Your objective:
With the first line as the start and the line containing "pub const fn" as the end, write out every line of the records exactly.

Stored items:
<<<<

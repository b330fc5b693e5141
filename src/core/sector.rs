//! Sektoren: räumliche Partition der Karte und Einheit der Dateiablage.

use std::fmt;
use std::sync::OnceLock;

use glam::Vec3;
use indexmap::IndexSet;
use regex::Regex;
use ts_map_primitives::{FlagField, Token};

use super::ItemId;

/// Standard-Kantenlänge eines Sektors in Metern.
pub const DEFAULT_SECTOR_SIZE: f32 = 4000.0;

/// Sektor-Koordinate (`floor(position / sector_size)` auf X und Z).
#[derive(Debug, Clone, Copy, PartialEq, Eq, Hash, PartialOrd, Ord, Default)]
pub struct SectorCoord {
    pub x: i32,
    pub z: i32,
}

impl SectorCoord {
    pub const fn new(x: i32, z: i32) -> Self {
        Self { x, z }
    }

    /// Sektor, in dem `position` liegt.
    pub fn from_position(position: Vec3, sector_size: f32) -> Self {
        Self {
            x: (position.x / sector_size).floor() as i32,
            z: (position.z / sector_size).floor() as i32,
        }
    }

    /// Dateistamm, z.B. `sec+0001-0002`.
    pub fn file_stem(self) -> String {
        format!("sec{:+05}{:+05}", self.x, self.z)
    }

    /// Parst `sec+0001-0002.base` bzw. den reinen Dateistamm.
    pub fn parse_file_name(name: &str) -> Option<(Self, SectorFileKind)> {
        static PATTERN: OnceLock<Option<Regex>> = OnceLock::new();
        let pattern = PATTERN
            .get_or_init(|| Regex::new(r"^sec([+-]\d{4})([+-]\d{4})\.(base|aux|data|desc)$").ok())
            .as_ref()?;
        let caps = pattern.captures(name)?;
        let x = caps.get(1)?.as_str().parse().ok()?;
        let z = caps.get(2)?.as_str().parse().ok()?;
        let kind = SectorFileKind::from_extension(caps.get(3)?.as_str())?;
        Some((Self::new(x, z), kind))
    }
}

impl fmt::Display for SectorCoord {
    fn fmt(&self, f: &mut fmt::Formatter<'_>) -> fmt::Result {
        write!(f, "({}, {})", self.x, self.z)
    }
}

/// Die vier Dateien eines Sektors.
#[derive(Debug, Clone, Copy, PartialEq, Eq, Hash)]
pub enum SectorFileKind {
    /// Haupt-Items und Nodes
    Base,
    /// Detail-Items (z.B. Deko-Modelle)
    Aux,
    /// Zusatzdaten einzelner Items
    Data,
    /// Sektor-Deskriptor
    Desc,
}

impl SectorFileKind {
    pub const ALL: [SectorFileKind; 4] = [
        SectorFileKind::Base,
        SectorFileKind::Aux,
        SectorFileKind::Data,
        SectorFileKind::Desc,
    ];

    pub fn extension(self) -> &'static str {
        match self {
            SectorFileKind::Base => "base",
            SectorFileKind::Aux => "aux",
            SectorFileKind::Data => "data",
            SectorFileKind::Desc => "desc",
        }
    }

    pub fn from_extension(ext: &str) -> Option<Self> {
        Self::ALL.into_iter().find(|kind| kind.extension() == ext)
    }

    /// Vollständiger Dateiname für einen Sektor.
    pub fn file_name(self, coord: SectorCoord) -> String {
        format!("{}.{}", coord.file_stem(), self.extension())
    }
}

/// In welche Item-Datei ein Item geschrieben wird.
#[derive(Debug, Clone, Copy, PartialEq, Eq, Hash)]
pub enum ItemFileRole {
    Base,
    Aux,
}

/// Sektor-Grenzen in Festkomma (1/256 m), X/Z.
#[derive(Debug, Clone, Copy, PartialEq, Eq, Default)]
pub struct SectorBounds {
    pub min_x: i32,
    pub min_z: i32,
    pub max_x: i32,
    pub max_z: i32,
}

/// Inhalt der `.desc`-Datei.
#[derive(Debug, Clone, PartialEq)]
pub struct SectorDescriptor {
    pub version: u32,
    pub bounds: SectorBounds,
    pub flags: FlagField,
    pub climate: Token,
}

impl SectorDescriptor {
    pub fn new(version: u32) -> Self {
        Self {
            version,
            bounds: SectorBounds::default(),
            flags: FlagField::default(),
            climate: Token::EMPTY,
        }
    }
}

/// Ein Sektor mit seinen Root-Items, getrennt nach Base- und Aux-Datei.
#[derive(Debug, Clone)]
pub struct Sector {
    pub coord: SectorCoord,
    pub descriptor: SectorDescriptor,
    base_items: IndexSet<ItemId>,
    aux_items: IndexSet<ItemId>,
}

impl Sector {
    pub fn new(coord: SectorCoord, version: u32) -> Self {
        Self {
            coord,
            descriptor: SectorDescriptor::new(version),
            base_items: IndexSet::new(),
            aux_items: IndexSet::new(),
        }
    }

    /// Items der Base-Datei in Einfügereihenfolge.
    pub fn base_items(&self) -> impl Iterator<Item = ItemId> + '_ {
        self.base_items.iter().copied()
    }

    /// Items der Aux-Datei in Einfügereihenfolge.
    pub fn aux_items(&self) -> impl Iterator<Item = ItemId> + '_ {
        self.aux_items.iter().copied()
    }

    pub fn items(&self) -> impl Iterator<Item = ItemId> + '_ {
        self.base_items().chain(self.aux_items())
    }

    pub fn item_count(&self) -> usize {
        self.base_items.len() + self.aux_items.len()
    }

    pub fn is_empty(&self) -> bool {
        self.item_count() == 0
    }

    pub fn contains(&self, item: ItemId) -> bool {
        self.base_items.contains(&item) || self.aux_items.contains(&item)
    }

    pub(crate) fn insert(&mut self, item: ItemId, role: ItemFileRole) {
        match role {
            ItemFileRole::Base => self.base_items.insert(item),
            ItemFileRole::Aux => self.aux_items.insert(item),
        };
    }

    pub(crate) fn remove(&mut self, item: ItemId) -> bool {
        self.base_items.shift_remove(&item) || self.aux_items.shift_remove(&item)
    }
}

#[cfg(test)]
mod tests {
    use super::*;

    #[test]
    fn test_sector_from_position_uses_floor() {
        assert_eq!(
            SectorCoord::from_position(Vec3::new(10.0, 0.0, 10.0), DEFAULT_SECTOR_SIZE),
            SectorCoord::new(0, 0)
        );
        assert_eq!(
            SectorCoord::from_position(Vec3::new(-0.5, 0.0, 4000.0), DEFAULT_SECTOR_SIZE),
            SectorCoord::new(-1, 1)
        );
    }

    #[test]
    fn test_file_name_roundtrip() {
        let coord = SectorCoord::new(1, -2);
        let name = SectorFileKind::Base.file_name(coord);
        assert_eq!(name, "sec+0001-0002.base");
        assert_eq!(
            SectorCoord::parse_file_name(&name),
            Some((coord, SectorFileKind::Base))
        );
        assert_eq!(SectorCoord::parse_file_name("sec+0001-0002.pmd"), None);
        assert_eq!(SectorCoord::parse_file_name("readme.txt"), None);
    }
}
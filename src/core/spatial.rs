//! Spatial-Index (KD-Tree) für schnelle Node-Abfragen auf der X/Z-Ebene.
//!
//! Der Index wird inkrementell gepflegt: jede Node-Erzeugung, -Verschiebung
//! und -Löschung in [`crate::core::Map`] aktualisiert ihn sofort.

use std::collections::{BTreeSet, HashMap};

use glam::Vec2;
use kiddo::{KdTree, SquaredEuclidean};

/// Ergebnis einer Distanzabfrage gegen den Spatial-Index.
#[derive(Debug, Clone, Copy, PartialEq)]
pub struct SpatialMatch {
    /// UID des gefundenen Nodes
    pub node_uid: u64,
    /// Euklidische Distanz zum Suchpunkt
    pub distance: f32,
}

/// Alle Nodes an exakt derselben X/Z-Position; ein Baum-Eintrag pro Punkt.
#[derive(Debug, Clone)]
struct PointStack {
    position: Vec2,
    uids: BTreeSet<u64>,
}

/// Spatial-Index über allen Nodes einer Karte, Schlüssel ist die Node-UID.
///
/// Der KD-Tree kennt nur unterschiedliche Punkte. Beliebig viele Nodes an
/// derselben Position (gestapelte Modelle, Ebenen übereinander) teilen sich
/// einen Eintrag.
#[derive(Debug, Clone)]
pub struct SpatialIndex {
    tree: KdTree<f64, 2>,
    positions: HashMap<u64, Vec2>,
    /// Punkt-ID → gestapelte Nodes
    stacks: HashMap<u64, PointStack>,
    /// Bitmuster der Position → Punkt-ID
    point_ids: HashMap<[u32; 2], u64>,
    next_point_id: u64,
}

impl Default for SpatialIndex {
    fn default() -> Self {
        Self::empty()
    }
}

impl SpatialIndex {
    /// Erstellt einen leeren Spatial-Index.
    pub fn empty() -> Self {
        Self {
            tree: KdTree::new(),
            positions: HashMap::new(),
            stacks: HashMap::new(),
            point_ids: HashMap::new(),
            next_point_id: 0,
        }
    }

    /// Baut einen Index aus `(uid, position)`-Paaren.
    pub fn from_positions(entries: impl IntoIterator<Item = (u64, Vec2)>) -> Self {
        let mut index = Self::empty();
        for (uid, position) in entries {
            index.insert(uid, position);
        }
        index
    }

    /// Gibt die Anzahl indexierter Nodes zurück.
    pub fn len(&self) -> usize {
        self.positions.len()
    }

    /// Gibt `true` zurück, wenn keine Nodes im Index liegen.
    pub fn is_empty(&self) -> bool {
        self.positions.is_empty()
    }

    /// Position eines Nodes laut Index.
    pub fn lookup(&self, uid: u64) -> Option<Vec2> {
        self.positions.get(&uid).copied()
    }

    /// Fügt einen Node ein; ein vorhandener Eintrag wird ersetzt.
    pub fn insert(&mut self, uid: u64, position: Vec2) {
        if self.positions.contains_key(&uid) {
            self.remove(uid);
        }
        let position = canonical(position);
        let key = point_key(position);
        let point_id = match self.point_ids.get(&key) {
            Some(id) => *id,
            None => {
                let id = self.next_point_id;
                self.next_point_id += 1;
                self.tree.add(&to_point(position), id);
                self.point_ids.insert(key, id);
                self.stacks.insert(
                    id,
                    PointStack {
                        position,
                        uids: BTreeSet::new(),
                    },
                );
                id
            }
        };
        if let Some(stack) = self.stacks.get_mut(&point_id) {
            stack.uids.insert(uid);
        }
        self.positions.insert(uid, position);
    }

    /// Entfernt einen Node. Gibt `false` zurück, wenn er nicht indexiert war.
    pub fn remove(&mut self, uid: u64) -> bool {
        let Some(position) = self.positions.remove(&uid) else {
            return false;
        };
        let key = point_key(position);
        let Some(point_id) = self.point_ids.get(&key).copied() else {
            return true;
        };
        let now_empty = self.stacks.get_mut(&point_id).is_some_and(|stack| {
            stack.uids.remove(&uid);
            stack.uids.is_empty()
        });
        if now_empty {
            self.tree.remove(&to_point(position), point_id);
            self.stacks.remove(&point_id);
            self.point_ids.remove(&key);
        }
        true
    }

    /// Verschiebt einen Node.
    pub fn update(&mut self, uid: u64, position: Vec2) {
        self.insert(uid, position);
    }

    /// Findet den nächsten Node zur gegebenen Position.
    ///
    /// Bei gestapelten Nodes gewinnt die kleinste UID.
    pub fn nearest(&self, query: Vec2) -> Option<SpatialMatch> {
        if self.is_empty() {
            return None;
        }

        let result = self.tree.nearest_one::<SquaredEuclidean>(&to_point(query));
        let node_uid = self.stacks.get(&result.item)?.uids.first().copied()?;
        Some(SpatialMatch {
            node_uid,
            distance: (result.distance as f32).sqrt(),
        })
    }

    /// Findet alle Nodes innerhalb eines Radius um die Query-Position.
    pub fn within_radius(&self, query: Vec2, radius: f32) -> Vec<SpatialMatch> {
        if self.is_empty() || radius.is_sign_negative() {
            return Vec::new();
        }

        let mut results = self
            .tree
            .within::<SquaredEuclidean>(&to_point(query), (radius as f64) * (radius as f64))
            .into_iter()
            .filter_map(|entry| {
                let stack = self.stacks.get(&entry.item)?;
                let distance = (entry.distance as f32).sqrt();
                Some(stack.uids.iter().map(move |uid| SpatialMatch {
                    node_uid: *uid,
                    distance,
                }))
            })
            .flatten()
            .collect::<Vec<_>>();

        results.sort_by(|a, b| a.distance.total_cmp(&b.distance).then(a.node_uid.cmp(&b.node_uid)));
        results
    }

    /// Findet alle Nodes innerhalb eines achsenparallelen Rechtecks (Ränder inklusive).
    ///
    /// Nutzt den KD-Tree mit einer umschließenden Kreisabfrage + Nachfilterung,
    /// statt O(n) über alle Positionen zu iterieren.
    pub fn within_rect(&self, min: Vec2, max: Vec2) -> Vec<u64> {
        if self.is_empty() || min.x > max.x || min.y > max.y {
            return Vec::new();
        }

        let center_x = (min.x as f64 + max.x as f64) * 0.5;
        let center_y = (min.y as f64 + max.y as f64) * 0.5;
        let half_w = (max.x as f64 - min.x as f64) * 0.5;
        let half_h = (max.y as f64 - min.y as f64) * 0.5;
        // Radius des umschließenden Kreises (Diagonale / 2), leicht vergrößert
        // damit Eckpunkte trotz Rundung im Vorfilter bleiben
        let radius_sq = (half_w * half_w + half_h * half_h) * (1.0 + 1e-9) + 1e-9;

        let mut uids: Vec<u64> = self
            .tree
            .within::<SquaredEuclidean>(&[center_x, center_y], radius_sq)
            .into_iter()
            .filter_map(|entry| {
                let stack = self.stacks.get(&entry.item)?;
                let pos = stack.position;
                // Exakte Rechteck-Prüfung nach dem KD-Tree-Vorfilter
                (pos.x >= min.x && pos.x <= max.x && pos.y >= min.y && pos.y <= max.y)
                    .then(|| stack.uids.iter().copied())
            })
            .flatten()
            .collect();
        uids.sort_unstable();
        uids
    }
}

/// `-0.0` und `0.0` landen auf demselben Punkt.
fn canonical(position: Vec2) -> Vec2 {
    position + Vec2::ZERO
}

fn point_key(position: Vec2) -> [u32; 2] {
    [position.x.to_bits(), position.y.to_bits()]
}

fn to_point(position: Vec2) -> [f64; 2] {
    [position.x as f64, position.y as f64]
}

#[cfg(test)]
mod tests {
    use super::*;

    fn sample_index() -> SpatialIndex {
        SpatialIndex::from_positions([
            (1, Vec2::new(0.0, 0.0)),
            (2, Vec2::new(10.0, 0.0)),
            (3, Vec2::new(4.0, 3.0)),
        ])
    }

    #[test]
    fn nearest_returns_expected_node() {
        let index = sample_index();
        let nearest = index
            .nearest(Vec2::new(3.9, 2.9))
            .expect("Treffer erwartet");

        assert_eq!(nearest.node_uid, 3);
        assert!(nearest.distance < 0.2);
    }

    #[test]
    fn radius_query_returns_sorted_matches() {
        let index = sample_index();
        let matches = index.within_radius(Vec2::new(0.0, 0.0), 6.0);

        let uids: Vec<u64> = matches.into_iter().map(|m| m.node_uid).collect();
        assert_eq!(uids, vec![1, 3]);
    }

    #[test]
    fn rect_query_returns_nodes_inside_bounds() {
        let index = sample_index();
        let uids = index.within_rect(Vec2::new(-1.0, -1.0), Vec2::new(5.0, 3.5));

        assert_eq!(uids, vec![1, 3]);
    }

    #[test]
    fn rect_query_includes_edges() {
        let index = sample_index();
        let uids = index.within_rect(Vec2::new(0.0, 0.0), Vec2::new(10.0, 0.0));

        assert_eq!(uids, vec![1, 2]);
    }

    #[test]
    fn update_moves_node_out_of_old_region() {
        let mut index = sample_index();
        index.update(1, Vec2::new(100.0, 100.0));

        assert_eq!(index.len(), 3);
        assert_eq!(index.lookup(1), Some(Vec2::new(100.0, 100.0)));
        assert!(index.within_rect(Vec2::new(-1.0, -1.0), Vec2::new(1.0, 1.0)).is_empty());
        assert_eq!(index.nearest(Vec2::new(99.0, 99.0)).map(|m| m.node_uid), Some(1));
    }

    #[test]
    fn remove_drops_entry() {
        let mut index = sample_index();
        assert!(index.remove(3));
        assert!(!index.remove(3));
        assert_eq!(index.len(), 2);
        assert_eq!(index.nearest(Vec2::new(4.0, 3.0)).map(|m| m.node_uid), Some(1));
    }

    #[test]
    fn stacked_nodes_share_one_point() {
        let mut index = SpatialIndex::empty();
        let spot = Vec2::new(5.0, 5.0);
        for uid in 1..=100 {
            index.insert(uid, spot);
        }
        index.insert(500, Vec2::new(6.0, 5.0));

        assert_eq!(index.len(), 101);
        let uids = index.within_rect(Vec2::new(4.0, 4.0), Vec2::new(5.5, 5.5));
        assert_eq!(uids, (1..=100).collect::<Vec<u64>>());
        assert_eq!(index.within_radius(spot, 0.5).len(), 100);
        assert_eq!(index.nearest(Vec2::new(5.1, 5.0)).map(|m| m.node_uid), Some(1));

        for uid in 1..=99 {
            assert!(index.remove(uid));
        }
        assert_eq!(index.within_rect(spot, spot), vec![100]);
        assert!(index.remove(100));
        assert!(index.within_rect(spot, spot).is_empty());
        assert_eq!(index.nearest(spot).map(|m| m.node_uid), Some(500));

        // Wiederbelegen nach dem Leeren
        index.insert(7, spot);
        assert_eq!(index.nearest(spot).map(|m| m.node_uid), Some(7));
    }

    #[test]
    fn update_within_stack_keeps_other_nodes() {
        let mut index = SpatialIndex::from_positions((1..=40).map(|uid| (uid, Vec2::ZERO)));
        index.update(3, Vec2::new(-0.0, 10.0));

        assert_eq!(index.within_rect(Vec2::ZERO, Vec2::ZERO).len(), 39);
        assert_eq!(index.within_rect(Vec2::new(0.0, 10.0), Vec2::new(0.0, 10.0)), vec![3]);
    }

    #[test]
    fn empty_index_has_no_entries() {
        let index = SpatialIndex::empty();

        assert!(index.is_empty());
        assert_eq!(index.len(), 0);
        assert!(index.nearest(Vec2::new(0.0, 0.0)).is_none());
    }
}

>>>>

Task answer:
repository b330fc5b693e5141
filename src/core/sector.rs
//! Sektoren: räumliche Partition der Karte und Einheit der Dateiablage.

use std::fmt;
use std::sync::OnceLock;

use glam::Vec3;
use indexmap::IndexSet;
use regex::Regex;
use ts_map_primitives::{FlagField, Token};

use super::ItemId;

/// Standard-Kantenlänge eines Sektors in Metern.
pub const DEFAULT_SECTOR_SIZE: f32 = 4000.0;

/// Sektor-Koordinate (`floor(position / sector_size)` auf X und Z).
#[derive(Debug, Clone, Copy, PartialEq, Eq, Hash, PartialOrd, Ord, Default)]
pub struct SectorCoord {
    pub x: i32,
    pub z: i32,
}

impl SectorCoord {
    pub const fn new(x: i32, z: i32) -> Self {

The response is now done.